LaPorte County bridge renamed for Jiffy Pop inventor

LaPorte County Courthouse stock

The LaPorte County Courthouse.

LAPORTE — He moved to a home along Lake Michigan after inventing the world famous Jiffy Pop popcorn in LaPorte.

Now, the late Frederick C. Mennen will have his name placed on a bridge in LaPorte, close to where his brand of popcorn used to roll off the assembly lines.

The LaPorte County Commissioners on Sept. 1 approved a selection committee’s recommendation to have Mennen’s name added to the bridge on Fail Road over the Norfolk Southern tracks north of Ind. 2 on the city’s east side.

Mennen had been a resident of Long Beach for about 30 years when he passed away in 1991 at the age of 62.

LaPorte County Historian Bruce Johnson said Mennen was an industrialist, chemist and inventor born to Russian immigrants in LaPorte.

“He played a major role in the LaPorte community from heavy metal manufacturing to the food packaging industry,” Johnson said.

In 1958, Mennen, with $6,000 in capital and help from a small number of local investors, developed a pan-like metal container featuring a wire handle, Johnson said. Inside the pan were kernels of popcorn along with cooking oil.

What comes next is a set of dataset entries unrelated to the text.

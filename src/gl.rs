// RasterGL
// copyright zipxing@hotmail.com 2022~2025

//! # GPU Backend Module
//!
//! Every GPU command raster_gl issues goes through the [`GlBackend`] trait.
//! It is a deliberately small, safe mirror of the WebGL2 / OpenGL ES 3 calls
//! a processing node needs: textures, shaders, uniforms, one vertex buffer,
//! framebuffers, a triangle-strip draw and pixel readback.
//!
//! ```text
//! ┌──────────────────────────────────────────────────────────┐
//! │                     RasterContext                        │
//! │   ┌────────────┐   ┌────────────┐   ┌────────────────┐   │
//! │   │  Texture   │   │ Processing │   │  TextureUnit   │   │
//! │   │   arena    │   │ Node arena │   │   Allocator    │   │
//! │   └─────┬──────┘   └─────┬──────┘   └────────────────┘   │
//! │         └────────┬───────┘                               │
//! │                  ▼                                       │
//! │        ┌───────────────────┐                             │
//! │        │  impl GlBackend   │                             │
//! │        └───┬───────────┬───┘                             │
//! └────────────┼───────────┼─────────────────────────────────┘
//!              ▼           ▼
//!      glow::Context     SoftGl
//!   (native GL, WebGL2)  (CPU, tests / headless)
//! ```
//!
//! ## Modules
//! - **`glow_backend`**: `GlBackend` for `glow::Context`
//! - **`soft`**: CPU emulation with call recording, behind the `soft` feature
//! - **`shader`**: shader compile and program link helpers
//! - **`shader_source`**: default GLSL sources and the full-screen quad
//! - **`texture_unit`**: the texture unit pool

use std::fmt;

pub mod glow_backend;
pub mod shader;
pub mod shader_source;
#[cfg(any(test, feature = "soft"))]
pub mod soft;
pub mod texture_unit;

#[derive(Debug, Clone, Copy, PartialEq, Eq, Hash)]
pub enum ShaderKind {
    Vertex,
    Fragment,
}

impl fmt::Display for ShaderKind {
    fn fmt(&self, f: &mut fmt::Formatter<'_>) -> fmt::Result {
        match self {
            ShaderKind::Vertex => write!(f, "vertex"),
            ShaderKind::Fragment => write!(f, "fragment"),
        }
    }
}

/// Texel layouts a texture can be allocated with.
#[derive(Debug, Clone, Copy, PartialEq, Eq)]
pub enum TexelFormat {
    /// RGB / UNSIGNED_BYTE, 3 bytes per pixel
    Rgb8,
    /// RGBA / UNSIGNED_BYTE, 4 bytes per pixel
    Rgba8,
    /// RGBA32UI / RGBA_INTEGER / UNSIGNED_INT, 16 bytes per pixel
    Rgba32Ui,
}

impl TexelFormat {
    pub fn bytes_per_pixel(self) -> usize {
        match self {
            TexelFormat::Rgb8 => 3,
            TexelFormat::Rgba8 => 4,
            TexelFormat::Rgba32Ui => 16,
        }
    }

    /// UNPACK_ALIGNMENT that keeps tightly packed rows intact
    pub fn unpack_alignment(self) -> i32 {
        match self {
            TexelFormat::Rgb8 => 1,
            TexelFormat::Rgba8 | TexelFormat::Rgba32Ui => 4,
        }
    }
}

#[derive(Debug, Clone, Copy, PartialEq, Eq)]
pub enum Filter {
    Nearest,
    Linear,
}

/// The GPU context seam.
///
/// Methods take `&self` like `glow::HasContext`; implementations keep their
/// own interior state. Texture calls act on the TEXTURE_2D target of the
/// active unit, buffer calls on ARRAY_BUFFER, framebuffer calls on
/// FRAMEBUFFER with COLOR_ATTACHMENT0.
pub trait GlBackend {
    type Texture: Copy + PartialEq + fmt::Debug;
    type Framebuffer: Copy + PartialEq + fmt::Debug;
    type Program: Copy + PartialEq + fmt::Debug;
    type Shader: Copy + PartialEq + fmt::Debug;
    type Buffer: Copy + fmt::Debug;
    type VertexArray: Copy + fmt::Debug;
    type UniformLocation: Clone + fmt::Debug;

    // textures
    fn create_texture(&self) -> Result<Self::Texture, String>;
    fn delete_texture(&self, texture: Self::Texture);
    /// select texture unit `unit` (0 based, not GL_TEXTURE0 based)
    fn active_texture(&self, unit: u32);
    fn bind_texture(&self, texture: Option<Self::Texture>);
    fn set_unpack_alignment(&self, alignment: i32);
    fn tex_image_2d(&self, width: u32, height: u32, format: TexelFormat, pixels: Option<&[u8]>);
    /// min/mag filter plus CLAMP_TO_EDGE on both axes
    fn set_texture_sampling(&self, filter: Filter);

    // shaders and programs
    fn create_shader(&self, kind: ShaderKind) -> Result<Self::Shader, String>;
    fn shader_source(&self, shader: Self::Shader, source: &str);
    fn compile_shader(&self, shader: Self::Shader);
    fn shader_compile_status(&self, shader: Self::Shader) -> bool;
    fn shader_info_log(&self, shader: Self::Shader) -> String;
    fn delete_shader(&self, shader: Self::Shader);
    fn create_program(&self) -> Result<Self::Program, String>;
    fn attach_shader(&self, program: Self::Program, shader: Self::Shader);
    fn detach_shader(&self, program: Self::Program, shader: Self::Shader);
    fn link_program(&self, program: Self::Program);
    fn program_link_status(&self, program: Self::Program) -> bool;
    fn program_info_log(&self, program: Self::Program) -> String;
    fn delete_program(&self, program: Self::Program);
    fn use_program(&self, program: Option<Self::Program>);
    fn uniform_location(&self, program: Self::Program, name: &str)
        -> Option<Self::UniformLocation>;
    fn attrib_location(&self, program: Self::Program, name: &str) -> Option<u32>;

    // uniforms, written to the program in use
    fn uniform_1_i32(&self, location: Option<&Self::UniformLocation>, x: i32);
    fn uniform_2_i32(&self, location: Option<&Self::UniformLocation>, x: i32, y: i32);
    fn uniform_3_i32(&self, location: Option<&Self::UniformLocation>, x: i32, y: i32, z: i32);
    fn uniform_4_i32(
        &self,
        location: Option<&Self::UniformLocation>,
        x: i32,
        y: i32,
        z: i32,
        w: i32,
    );
    fn uniform_1_f32(&self, location: Option<&Self::UniformLocation>, x: f32);
    fn uniform_2_f32(&self, location: Option<&Self::UniformLocation>, x: f32, y: f32);
    fn uniform_3_f32(&self, location: Option<&Self::UniformLocation>, x: f32, y: f32, z: f32);
    fn uniform_4_f32(
        &self,
        location: Option<&Self::UniformLocation>,
        x: f32,
        y: f32,
        z: f32,
        w: f32,
    );
    fn uniform_1_i32_slice(&self, location: Option<&Self::UniformLocation>, values: &[i32]);
    fn uniform_1_f32_slice(&self, location: Option<&Self::UniformLocation>, values: &[f32]);

    // geometry
    fn create_vertex_array(&self) -> Result<Self::VertexArray, String>;
    fn bind_vertex_array(&self, vertex_array: Option<Self::VertexArray>);
    fn delete_vertex_array(&self, vertex_array: Self::VertexArray);
    fn create_buffer(&self) -> Result<Self::Buffer, String>;
    fn bind_array_buffer(&self, buffer: Option<Self::Buffer>);
    fn array_buffer_data(&self, data: &[u8]);
    fn delete_buffer(&self, buffer: Self::Buffer);
    fn enable_vertex_attrib_array(&self, index: u32);
    fn vertex_attrib_pointer_f32(&self, index: u32, size: i32, stride: i32, offset: i32);

    // framebuffers
    fn create_framebuffer(&self) -> Result<Self::Framebuffer, String>;
    fn bind_framebuffer(&self, framebuffer: Option<Self::Framebuffer>);
    fn framebuffer_texture_2d(&self, texture: Option<Self::Texture>);
    fn framebuffer_complete(&self) -> bool;
    fn delete_framebuffer(&self, framebuffer: Self::Framebuffer);

    // drawing and readback
    fn viewport(&self, x: i32, y: i32, width: i32, height: i32);
    fn clear_color(&self, r: f32, g: f32, b: f32, a: f32);
    fn clear_color_buffer(&self);
    fn draw_triangle_strip(&self, first: i32, count: i32);
    /// RGBA / UNSIGNED_BYTE from the bound target, rows bottom to top
    fn read_pixels_u8(&self, width: u32, height: u32, out: &mut [u8]);
    /// RGBA_INTEGER / UNSIGNED_INT from the bound target, rows bottom to top
    fn read_pixels_u32(&self, width: u32, height: u32, out: &mut [u32]);
}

The pan was covered by a flimsy aluminum cover that grew into a balloon shape as the corn popped from the heat on the burner of a stove.

“Within one year, seven million packages of Jiffy Pop were sold. Mennen Food Products soon had a production line of 200 workers,” Johnson said.

Ride along with Officer Jimmy Weller as he patrols the region's border of Lake Michigan as part of the Lake County Sheriff's Marine Unit. Video by Connor Burge. 

In 1963, Johnson said Mennen Food Products was incorporated into American Home Products, a corporation affiliated with Chef Boyardee Foods.

A new and larger industrial complex was then built on Fail Road to meet growing demand for what became one of the most known and heavily advertised snacks for generations.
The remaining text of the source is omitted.